The funky creation has been designed by 52-year-old Imogen Sheeran, the mother of the Brit Award-winning musician Ed Sheeran.

The mother-of-two first began making jewellery to sell at her son's shows a couple of years ago and to date her designs have proved popular with the likes of Jameela Jamil, Rupert Grint and Jessie J.

Following the Duchess' public appearance Ed took to Twitter writing: ‘Big up Kate Middleton, who is wearing some of my mums home made jewellery!’

Kate's £10 bracelet, which featured four round metallic stones that read EACH, has been specially commissioned for the East Anglia Children's Hospice (EACH).

Many of Mrs Sheeran's designs are inspired by her son's favourite sweet treats from liquorice allsorts to summer fruits.

She previously said: 'I started making jewellery after the funding was cut for a youth arts programme I was working for'

'It needs a good eye and a bit of dexterity and I started to work on some of my own designs.

'I made some liquorice allsort bracelets for Ed to start with and they went down very well.'

Proceeds raised form the sale of the beads will go to East Anglia’s Children’s Hospices (EACH) which support children and young people with life-threatening conditions across Suffolk, Essex, Cambridgeshire and Norfolk, of which the Duchess is a royal patron.

In a foreword to a brochure produced by the charity for the occasion, Kate, 30, wrote:'it is a tremendous privilege to be Royal Patron of East Anglia's Children's Hospices, and I feel truly honoured to be involved with this organisation.

'EACH is a world leader in the way it cares for children with life-threatening conditions and their families, and is at the very forefront of children's palliative care.

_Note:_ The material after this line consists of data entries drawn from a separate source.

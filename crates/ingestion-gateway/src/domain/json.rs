//! Defensive accessors over untrusted JSON objects.
//!
//! None of these fail: a missing key and a value of the wrong type look the
//! same to the caller.

use serde_json::{Map, Number, Value};

/// Floats at or above this magnitude keep their exponent form.
const INTEGRAL_FLOAT_LIMIT: f64 = 1e15;

/// The value at `key` if it is a JSON string.
pub fn optional_string<'a>(map: &'a Map<String, Value>, key: &str) -> Option<&'a str> {
    map.get(key).and_then(Value::as_str)
}

/// Like [`optional_string`] but treats `""` as absent.
pub fn non_empty_string<'a>(map: &'a Map<String, Value>, key: &str) -> Option<&'a str> {
    optional_string(map, key).filter(|s| !s.is_empty())
}

/// The value at `key` if it is a JSON object.
pub fn optional_object<'a>(
    map: &'a Map<String, Value>,
    key: &str,
) -> Option<&'a Map<String, Value>> {
    map.get(key).and_then(Value::as_object)
}

/// Render any JSON value as an identifier string.
///
/// - string: itself
/// - integer: decimal digits
/// - float: shortest form; integral floats drop the fraction (`42.0` -> `42`)
/// - bool: `true` / `false`
/// - null or absent: empty string
/// - array / object: compact JSON
pub fn stringify_any(value: Option<&Value>) -> String {
    match value {
        None | Some(Value::Null) => String::new(),
        Some(Value::String(s)) => s.clone(),
        Some(Value::Bool(b)) => b.to_string(),
        Some(Value::Number(n)) => stringify_number(n),
        Some(other) => other.to_string(),
    }
}

fn stringify_number(n: &Number) -> String {
    if let Some(i) = n.as_i64() {
        return i.to_string();
    }
    if let Some(u) = n.as_u64() {
        return u.to_string();
    }
    match n.as_f64() {
        Some(f) if f.is_finite() && f.fract() == 0.0 && f.abs() < INTEGRAL_FLOAT_LIMIT => {
            format!("{:.0}", f)
        }
        Some(f) => f.to_string(),
        None => n.to_string(),
    }
}

/// The value as an integer if it is a whole number.
pub fn integral(value: &Value) -> Option<i64> {
    match value {
        Value::Number(n) => n.as_i64().or_else(|| {
            n.as_f64()
                .filter(|f| f.is_finite() && f.fract() == 0.0 && f.abs() < INTEGRAL_FLOAT_LIMIT)
                .map(|f| f as i64)
        }),
        _ => None,
    }
}
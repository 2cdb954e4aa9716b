//! # Notification Degradation
//!
//! When the bus fails, tickets are still stored and answered with 202. After
//! enough consecutive failures the breaker opens and the bus is no longer
//! contacted; once the cooldown passes a single trial call decides whether
//! the circuit closes again.

use std::time::Duration;

use axum::http::StatusCode;
use ingestion_gateway::{CircuitState, GatewayConfig};
use serde_json::json;
use ticket_bus::NotificationPublisher;
use ticket_storage::TicketStore;

use super::harness::GatewayHarness;

fn breaker_config(threshold: u32, timeout_secs: u64) -> GatewayConfig {
    let mut config = GatewayConfig::default();
    config.circuit_breaker.failure_threshold = threshold;
    config.circuit_breaker.open_timeout_secs = timeout_secs;
    config
}

#[tokio::test]
async fn test_bus_outage_degrades_to_accepted() {
    let harness = GatewayHarness::new(breaker_config(3, 30));
    harness.bus.set_available(false);

    for id in 0..3 {
        let response = harness.freshdesk(&json!({"id": id}), "192.0.2.50").await;
        assert_eq!(response.status, StatusCode::ACCEPTED);
        assert_eq!(response.body["status"], "saved_but_publish_failed");
        assert!(response.body["ticket_id"].is_string());
        assert!(response.body["error"].as_str().unwrap().contains("unavailable"));
    }
    assert_eq!(harness.service.breaker().state(), CircuitState::Open);

    // Open: stored, answered 202, bus untouched
    let attempts = harness.bus.messages_published();
    let response = harness.freshdesk(&json!({"id": 99}), "192.0.2.50").await;
    assert_eq!(response.status, StatusCode::ACCEPTED);
    assert_eq!(response.body["error"], "circuit breaker is open");
    assert_eq!(harness.bus.messages_published(), attempts);

    assert_eq!(harness.store.count().await.unwrap(), 4);

    let metrics = harness.get("/metrics/json").await;
    assert_eq!(metrics.body["publish"]["failed"], 3);
    assert_eq!(metrics.body["publish"]["short_circuited"], 1);
    assert_eq!(metrics.body["circuit_breaker"]["state"], 1);
    assert_eq!(metrics.body["webhooks"]["publish_degraded"], 4);
}

#[tokio::test]
async fn test_duplicates_are_not_degraded() {
    let harness = GatewayHarness::new(breaker_config(1, 30));
    harness.bus.set_available(false);

    let first = harness.zendesk(&json!({"id": 1}), "192.0.2.51").await;
    assert_eq!(first.status, StatusCode::ACCEPTED);

    // Already stored: no publish attempt, plain 200
    let again = harness.zendesk(&json!({"id": 1}), "192.0.2.51").await;
    assert_eq!(again.status, StatusCode::OK);
    assert_eq!(again.body["status"], "already_exists");
}

#[tokio::test]
async fn test_breaker_recovers_after_cooldown() {
    let harness = GatewayHarness::new(breaker_config(1, 1));
    let mut transitions = harness.service.breaker().subscribe_state();

    harness.bus.set_available(false);
    let failed = harness.freshdesk(&json!({"id": "a"}), "192.0.2.52").await;
    assert_eq!(failed.status, StatusCode::ACCEPTED);
    assert_eq!(*transitions.borrow_and_update(), CircuitState::Open);

    harness.bus.set_available(true);
    let short = harness.freshdesk(&json!({"id": "b"}), "192.0.2.52").await;
    assert_eq!(short.body["error"], "circuit breaker is open");

    tokio::time::sleep(Duration::from_millis(1100)).await;

    let trial = harness.freshdesk(&json!({"id": "c"}), "192.0.2.52").await;
    assert_eq!(trial.status, StatusCode::OK);
    assert_eq!(trial.body["status"], "received");
    assert_eq!(harness.service.breaker().state(), CircuitState::Closed);
    assert_eq!(*transitions.borrow_and_update(), CircuitState::Closed);
}
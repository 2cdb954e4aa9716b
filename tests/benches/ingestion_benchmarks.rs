//! # Ingestion Hot-Path Benchmarks
//!
//! | Stage | Operation |
//! |-------|-----------|
//! | Normalization | Freshdesk flat / Zendesk nested payload to ticket |
//! | Authentication | HMAC-SHA256 signing and constant-time compare |
//! | Admission | Token bucket check, single client and many clients |
//! | Breaker | Permit acquire and success record while closed |
//! | Storage | In-memory create and natural-key lookup |

use criterion::{black_box, criterion_group, criterion_main, BenchmarkId, Criterion, Throughput};
use ingestion_gateway::middleware::auth::{constant_time_compare, sign_hmac};
use ingestion_gateway::middleware::{CircuitBreaker, CircuitBreakerConfig, RateLimitState};
use ingestion_gateway::{normalizer_for, GatewayMetrics, RateLimitConfig};
use serde_json::{json, Map, Value};
use std::sync::Arc;
use std::time::{Duration, Instant};
use ticket_storage::{InMemoryTicketStore, TicketStore};
use ticket_types::{CanonicalTicket, NaturalKey, Provider};

fn object(value: Value) -> Map<String, Value> {
    match value {
        Value::Object(map) => map,
        _ => unreachable!("benchmark payloads are objects"),
    }
}

// ============================================================================
// Normalization
// ============================================================================

fn bench_normalization(c: &mut Criterion) {
    let mut group = c.benchmark_group("normalization");

    let freshdesk = object(json!({
        "id": 4242,
        "subject": "Printer on fire",
        "description": "Smoke everywhere",
        "priority": 4,
        "status": 2,
        "email": "ada@example.com",
        "name": "Ada",
        "tags": ["hardware", "urgent"]
    }));
    let zendesk = object(json!({
        "ticket": {
            "id": 9001,
            "subject": "Cannot log in",
            "description": "Password reset loop",
            "status": "new",
            "priority": "high",
            "requester": {"name": "Grace", "email": "grace@example.com"},
            "tags": ["auth"]
        }
    }));

    group.bench_function("freshdesk", |b| {
        let normalizer = normalizer_for(Provider::Freshdesk);
        b.iter(|| black_box(normalizer.normalize(black_box(&freshdesk)).is_ok()))
    });
    group.bench_function("zendesk_nested", |b| {
        let normalizer = normalizer_for(Provider::Zendesk);
        b.iter(|| black_box(normalizer.normalize(black_box(&zendesk)).is_ok()))
    });

    group.finish();
}

// ============================================================================
// Authentication
// ============================================================================

fn bench_signature(c: &mut Criterion) {
    let mut group = c.benchmark_group("signature");

    for size in [256usize, 4 * 1024, 64 * 1024] {
        let body = vec![b'x'; size];
        group.throughput(Throughput::Bytes(size as u64));
        group.bench_with_input(BenchmarkId::new("hmac_sha256", size), &body, |b, body| {
            b.iter(|| black_box(sign_hmac("webhook-secret", body)))
        });
    }

    let expected = sign_hmac("webhook-secret", b"payload");
    let mut forged = expected.clone();
    forged.replace_range(..2, "00");
    group.bench_function("constant_time_compare", |b| {
        b.iter(|| black_box(constant_time_compare(&expected, &forged)))
    });

    group.finish();
}

// ============================================================================
// Admission
// ============================================================================

fn bench_rate_limit(c: &mut Criterion) {
    let mut group = c.benchmark_group("rate_limit");

    let config = RateLimitConfig {
        requests_per_minute: u32::MAX,
        ..RateLimitConfig::default()
    };
    let state = RateLimitState::new(config.clone(), Arc::new(GatewayMetrics::default()));

    group.bench_function("single_client", |b| {
        b.iter(|| black_box(state.check(black_box("203.0.113.1")).is_ok()))
    });

    for clients in [100usize, 1_000, 10_000] {
        let keys: Vec<String> = (0..clients).map(|i| format!("10.0.{}.{}", i / 256, i % 256)).collect();
        let state = RateLimitState::new(config.clone(), Arc::new(GatewayMetrics::default()));
        group.throughput(Throughput::Elements(clients as u64));
        group.bench_with_input(BenchmarkId::new("many_clients", clients), &keys, |b, keys| {
            b.iter(|| {
                let now = Instant::now();
                let admitted = keys
                    .iter()
                    .filter(|k| state.check_at(k, now).is_ok())
                    .count();
                black_box(admitted)
            })
        });
    }

    group.finish();
}

// ============================================================================
// Breaker
// ============================================================================

fn bench_breaker(c: &mut Criterion) {
    let breaker = CircuitBreaker::new(
        "bench",
        CircuitBreakerConfig {
            failure_threshold: 5,
            open_timeout: Duration::from_secs(30),
            half_open_max_calls: 1,
        },
        Arc::new(GatewayMetrics::default()),
    );

    c.bench_function("breaker_acquire_success", |b| {
        b.iter(|| {
            if let Ok(permit) = breaker.try_acquire() {
                breaker.record_success(permit);
            }
        })
    });
}

// ============================================================================
// Storage
// ============================================================================

fn bench_memory_store(c: &mut Criterion) {
    let mut group = c.benchmark_group("memory_store");
    group.measurement_time(Duration::from_secs(5));

    let rt = tokio::runtime::Builder::new_current_thread()
        .build()
        .expect("runtime");

    group.bench_function("insert", |b| {
        let store = InMemoryTicketStore::new();
        let mut next = 0u64;
        b.iter(|| {
            next += 1;
            let ticket = CanonicalTicket::new("freshdesk", next.to_string());
            rt.block_on(store.insert(&ticket)).is_ok()
        })
    });

    let store = InMemoryTicketStore::new();
    rt.block_on(async {
        for i in 0..10_000u64 {
            let ticket = CanonicalTicket::new("zendesk", i.to_string());
            let _ = store.insert(&ticket).await;
        }
    });
    let key = NaturalKey::new("zendesk", "5000");
    group.bench_function("find_by_natural_key", |b| {
        b.iter(|| black_box(rt.block_on(store.find_by_natural_key(&key)).is_ok()))
    });

    group.finish();
}

criterion_group!(
    benches,
    bench_normalization,
    bench_signature,
    bench_rate_limit,
    bench_breaker,
    bench_memory_store,
);
criterion_main!(benches);
//! # Ticket Bus - Notification of Newly Ingested Tickets
//!
//! Downstream consumers (enrichment, routing, SLA tracking) learn about new
//! tickets from the `tickets:new` channel. Delivery is best-effort: a publish
//! failure is reported to the caller and never retried here.
//!
//! ```text
//! ┌──────────────┐   send("tickets:new")   ┌──────────────┐
//! │  Ingestion   │ ──────────────────────► │  Ticket Bus  │ ──► consumers
//! └──────────────┘                         └──────────────┘
//! ```
//!
//! ## Adapters
//!
//! - [`InMemoryTicketBus`]: `tokio::sync::broadcast`, single process
//! - `RedisTicketBus`: Redis `PUBLISH` (feature `redis`)

#![cfg_attr(test, allow(clippy::unwrap_used))]

pub mod errors;
pub mod publisher;
#[cfg(feature = "redis")]
pub mod redis_bus;

pub use errors::BusError;
pub use publisher::{InMemoryTicketBus, Notification, NotificationPublisher};
#[cfg(feature = "redis")]
pub use redis_bus::{RedisBusConfig, RedisTicketBus};

/// Channel on which newly created tickets are announced.
pub const TICKETS_NEW_CHANNEL: &str = "tickets:new";

/// Maximum notifications to buffer per in-process subscriber.
pub const DEFAULT_CHANNEL_CAPACITY: usize = 1000;
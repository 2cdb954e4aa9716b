//! Best-effort notification behind the circuit breaker.
//!
//! [`BreakerPublisher::publish`] never fails. The outcome tells the pipeline
//! whether downstream consumers heard about the ticket; a persisted ticket
//! stays persisted either way.

use std::sync::atomic::Ordering;
use std::sync::Arc;
use std::time::Instant;

use ticket_bus::NotificationPublisher;
use ticket_types::CanonicalTicket;
use tracing::{debug, warn};

use crate::middleware::circuit_breaker::{CircuitBreaker, Rejection};
use crate::middleware::metrics::GatewayMetrics;

#[derive(Debug, Clone, PartialEq, Eq)]
pub enum PublishOutcome {
    Delivered { receivers: usize },
    Failed { reason: String },
    /// The breaker refused the call; the bus was not contacted.
    ShortCircuited { rejection: Rejection },
}

impl PublishOutcome {
    pub fn is_delivered(&self) -> bool {
        matches!(self, PublishOutcome::Delivered { .. })
    }

    /// Reason reported in a degraded response.
    pub fn failure_reason(&self) -> Option<String> {
        match self {
            PublishOutcome::Delivered { .. } => None,
            PublishOutcome::Failed { reason } => Some(reason.clone()),
            PublishOutcome::ShortCircuited { rejection } => Some(rejection.to_string()),
        }
    }
}

pub struct BreakerPublisher {
    bus: Arc<dyn NotificationPublisher>,
    breaker: Arc<CircuitBreaker>,
    channel: String,
    metrics: Arc<GatewayMetrics>,
}

impl BreakerPublisher {
    pub fn new(
        bus: Arc<dyn NotificationPublisher>,
        breaker: Arc<CircuitBreaker>,
        channel: impl Into<String>,
        metrics: Arc<GatewayMetrics>,
    ) -> Self {
        Self {
            bus,
            breaker,
            channel: channel.into(),
            metrics,
        }
    }

    pub fn breaker(&self) -> &Arc<CircuitBreaker> {
        &self.breaker
    }

    pub fn bus(&self) -> &Arc<dyn NotificationPublisher> {
        &self.bus
    }

    pub fn channel(&self) -> &str {
        &self.channel
    }

    pub async fn publish(&self, ticket: &CanonicalTicket) -> PublishOutcome {
        let permit = match self.breaker.try_acquire() {
            Ok(permit) => permit,
            Err(rejection) => {
                self.metrics
                    .publish_short_circuited
                    .fetch_add(1, Ordering::Relaxed);
                warn!(
                    ticket_id = %ticket.id,
                    reason = %rejection,
                    "Publish short-circuited"
                );
                return PublishOutcome::ShortCircuited { rejection };
            }
        };

        // Cancellation past this point drops `permit`, which frees a
        // half-open slot without recording an outcome.
        let started = Instant::now();
        let sent = self.bus.send(&self.channel, ticket).await;
        self.metrics.record_bus_latency(started.elapsed());

        match sent {
            Ok(receivers) => {
                self.breaker.record_success(permit);
                self.metrics.publish_delivered.fetch_add(1, Ordering::Relaxed);
                debug!(ticket_id = %ticket.id, channel = %self.channel, receivers, "Ticket published");
                PublishOutcome::Delivered { receivers }
            }
            Err(e) => {
                self.breaker.record_failure(permit);
                self.metrics.publish_failed.fetch_add(1, Ordering::Relaxed);
                warn!(
                    ticket_id = %ticket.id,
                    channel = %self.channel,
                    bus = self.bus.kind(),
                    error = %e,
                    "Publish failed"
                );
                PublishOutcome::Failed {
                    reason: e.to_string(),
                }
            }
        }
    }
}
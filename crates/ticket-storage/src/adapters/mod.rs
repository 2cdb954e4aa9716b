//! Storage adapters.

pub mod memory;
#[cfg(feature = "rocksdb")]
pub mod rocksdb;
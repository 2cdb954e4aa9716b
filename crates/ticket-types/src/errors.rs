//! # Shared Errors

use thiserror::Error;

/// A provider name that is not one of [`crate::Provider::ALL`].
#[derive(Debug, Clone, PartialEq, Eq, Error)]
#[error("unknown provider: {0}")]
pub struct UnknownProvider(pub String);
//! Ingestion error taxonomy and its HTTP mapping.
//!
//! | Variant | Status |
//! |---------|--------|
//! | `Authentication` | 401 |
//! | `MalformedPayload` | 400 |
//! | `RateLimited` | 429 + `Retry-After` |
//! | `PayloadTooLarge` | 413 |
//! | `Storage` | 500, generic message |
//!
//! Notification failures are not errors; they surface as a 202 response.

use axum::{
    http::{header, HeaderValue, StatusCode},
    response::{IntoResponse, Response},
    Json,
};
use ticket_storage::StoreError;

/// Message returned for every storage failure. Backend details stay in logs.
pub const STORAGE_FAILURE_MESSAGE: &str = "Failed to save ticket";

/// Message returned on rate limit rejection.
pub const RATE_LIMITED_MESSAGE: &str = "Rate limit exceeded. Please try again later.";

#[derive(Debug, thiserror::Error)]
pub enum IngestError {
    /// Request failed provider authentication.
    #[error("{0}")]
    Authentication(String),

    /// Body is not a usable provider payload.
    #[error("{0}")]
    MalformedPayload(String),

    /// Client exhausted its token bucket.
    #[error("rate limited, retry after {retry_after_ms}ms")]
    RateLimited { retry_after_ms: u64 },

    /// Body exceeds the configured cap.
    #[error("request body exceeds {limit} bytes")]
    PayloadTooLarge { limit: usize },

    /// Lookup or create failed for a reason other than a lost race.
    #[error("storage failure: {0}")]
    Storage(#[from] StoreError),
}

impl IngestError {
    pub fn malformed(reason: impl Into<String>) -> Self {
        IngestError::MalformedPayload(reason.into())
    }

    pub fn status_code(&self) -> StatusCode {
        match self {
            IngestError::Authentication(_) => StatusCode::UNAUTHORIZED,
            IngestError::MalformedPayload(_) => StatusCode::BAD_REQUEST,
            IngestError::RateLimited { .. } => StatusCode::TOO_MANY_REQUESTS,
            IngestError::PayloadTooLarge { .. } => StatusCode::PAYLOAD_TOO_LARGE,
            IngestError::Storage(_) => StatusCode::INTERNAL_SERVER_ERROR,
        }
    }

    /// Text placed in the `error` field of the response body.
    pub fn public_message(&self) -> String {
        match self {
            IngestError::Storage(_) => STORAGE_FAILURE_MESSAGE.to_string(),
            IngestError::RateLimited { .. } => RATE_LIMITED_MESSAGE.to_string(),
            other => other.to_string(),
        }
    }
}

/// Whole seconds until a retry can succeed, never zero.
pub fn retry_after_secs(retry_after_ms: u64) -> u64 {
    retry_after_ms.div_ceil(1000).max(1)
}

impl IntoResponse for IngestError {
    fn into_response(self) -> Response {
        let status = self.status_code();
        let body = serde_json::json!({ "error": self.public_message() });
        let mut response = (status, Json(body)).into_response();

        if let IngestError::RateLimited { retry_after_ms } = self {
            if let Ok(value) = HeaderValue::from_str(&retry_after_secs(retry_after_ms).to_string()) {
                response.headers_mut().insert(header::RETRY_AFTER, value);
            }
        }

        response
    }
}

/// Gateway-level errors (startup and serving, not per-request)
#[derive(Debug, thiserror::Error)]
pub enum GatewayError {
    /// Configuration error
    #[error("configuration error: {0}")]
    Config(#[from] crate::domain::config::ConfigError),

    /// Server socket bind error
    #[error("server bind error: {0}")]
    Bind(String),

    /// Server terminated abnormally
    #[error("server error: {0}")]
    Serve(String),
}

'I have been deeply moved by the work of EACH's dedicated staff - and by the environment of support for families. For me, EACH provides services which demand an unerring and passionate level of understanding, knowledge and sensitivity.

'I am extraordinarily grateful for the opportunity to be Royal Patron and I strongly encourage you to continue to support EACH's invaluable work.'

The Duchess became Royal Patron of East Anglia’s Children’s Hospices in January 2012.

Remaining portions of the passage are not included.